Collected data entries
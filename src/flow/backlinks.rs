//! Consumer-set construction.
//!
//! A single top-down walk over one scope's tree records, for every
//! expression, the expression that takes it as a direct operand, and
//! collects the closure literals found along the way for later
//! analysis. Closure bodies are skipped here; each nested scope builds
//! its own back-links.

use crate::ast::{Block, ClosureId, ExprId, LoopKind, MethodBody, Node};

use super::FlowData;

/// Build consumer sets for every expression under `block`.
///
/// Returns the closures encountered, in declaration order. Infallible;
/// touches only consumer sets.
pub(crate) fn build(body: &MethodBody, block: &Block, data: &mut FlowData) -> Vec<ClosureId> {
    let mut closures = Vec::new();
    build_block(body, block, data, &mut closures);
    closures
}

fn build_block(body: &MethodBody, block: &Block, data: &mut FlowData, closures: &mut Vec<ClosureId>) {
    for node in &block.body {
        match node {
            Node::Expr(id) => build_expr(body, *id, data, closures),
            Node::Block(inner) => build_block(body, inner, data, closures),
            Node::Condition(cond) => {
                build_expr(body, cond.test, data, closures);
                build_block(body, &cond.then_block, data, closures);
                build_block(body, &cond.else_block, data, closures);
            }
            Node::Loop(lp) => {
                match lp.kind {
                    LoopKind::NoTest => {}
                    LoopKind::PreTest(test) | LoopKind::PostTest(test) => {
                        build_expr(body, test, data, closures)
                    }
                }
                build_block(body, &lp.body, data, closures);
            }
            Node::Switch(sw) => {
                build_expr(body, sw.selector, data, closures);
                for case in &sw.cases {
                    build_block(body, &case.body, data, closures);
                }
            }
            Node::Try(tr) => build_block(body, &tr.protected, data, closures),
            Node::Label(_) => {}
        }
    }
}

fn build_expr(body: &MethodBody, id: ExprId, data: &mut FlowData, closures: &mut Vec<ClosureId>) {
    let expr = body.expr(id);
    for &arg in &expr.args {
        data.add_consumer(arg, id);
        build_expr(body, arg, data, closures);
    }
    if let Some(closure) = expr.closure() {
        closures.push(closure);
    }
}

#[cfg(test)]
mod tests {
    use super::*;
    use crate::ast::{stmt, Block, MethodBuilder, Operation};
    use crate::flow::FlowData;

    #[test]
    fn test_consumer_is_direct_parent() {
        let mut b = MethodBuilder::new("f");
        let x = b.param(0);
        let a = b.load(x);
        let c = b.const_int(1);
        let sum = b.expr(Operation::Add, vec![a, c], None);
        let ret = b.ret(sum);
        let body = b.finish(Block::new(vec![stmt(ret)]));

        let mut data = FlowData::default();
        let closures = build(&body, &body.root, &mut data);

        assert!(closures.is_empty());
        assert_eq!(data.consumers[&a], vec![sum]);
        assert_eq!(data.consumers[&c], vec![sum]);
        assert_eq!(data.consumers[&sum], vec![ret]);
        assert!(!data.consumers.contains_key(&ret));
    }

    #[test]
    fn test_collects_closures_in_order() {
        let mut b = MethodBuilder::new("f");
        let (first, bind1) = b.bind_closure(vec![], Block::default());
        let (second, bind2) = b.bind_closure(vec![], Block::default());
        let body = b.finish(Block::new(vec![stmt(bind1), stmt(bind2)]));

        let mut data = FlowData::default();
        let closures = build(&body, &body.root, &mut data);
        assert_eq!(closures, vec![first, second]);
    }
}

### Work order
Return each full line of the entries that contains the word "MethodBody".

### Solution for this exercise
use crate::ast::{Block, ClosureId, ExprId, LoopKind, MethodBody, Node};
pub(crate) fn build(body: &MethodBody, block: &Block, data: &mut FlowData) -> Vec<ClosureId> {
fn build_block(body: &MethodBody, block: &Block, data: &mut FlowData, closures: &mut Vec<ClosureId>) {
fn build_expr(body: &MethodBody, id: ExprId, data: &mut FlowData, closures: &mut Vec<ClosureId>) {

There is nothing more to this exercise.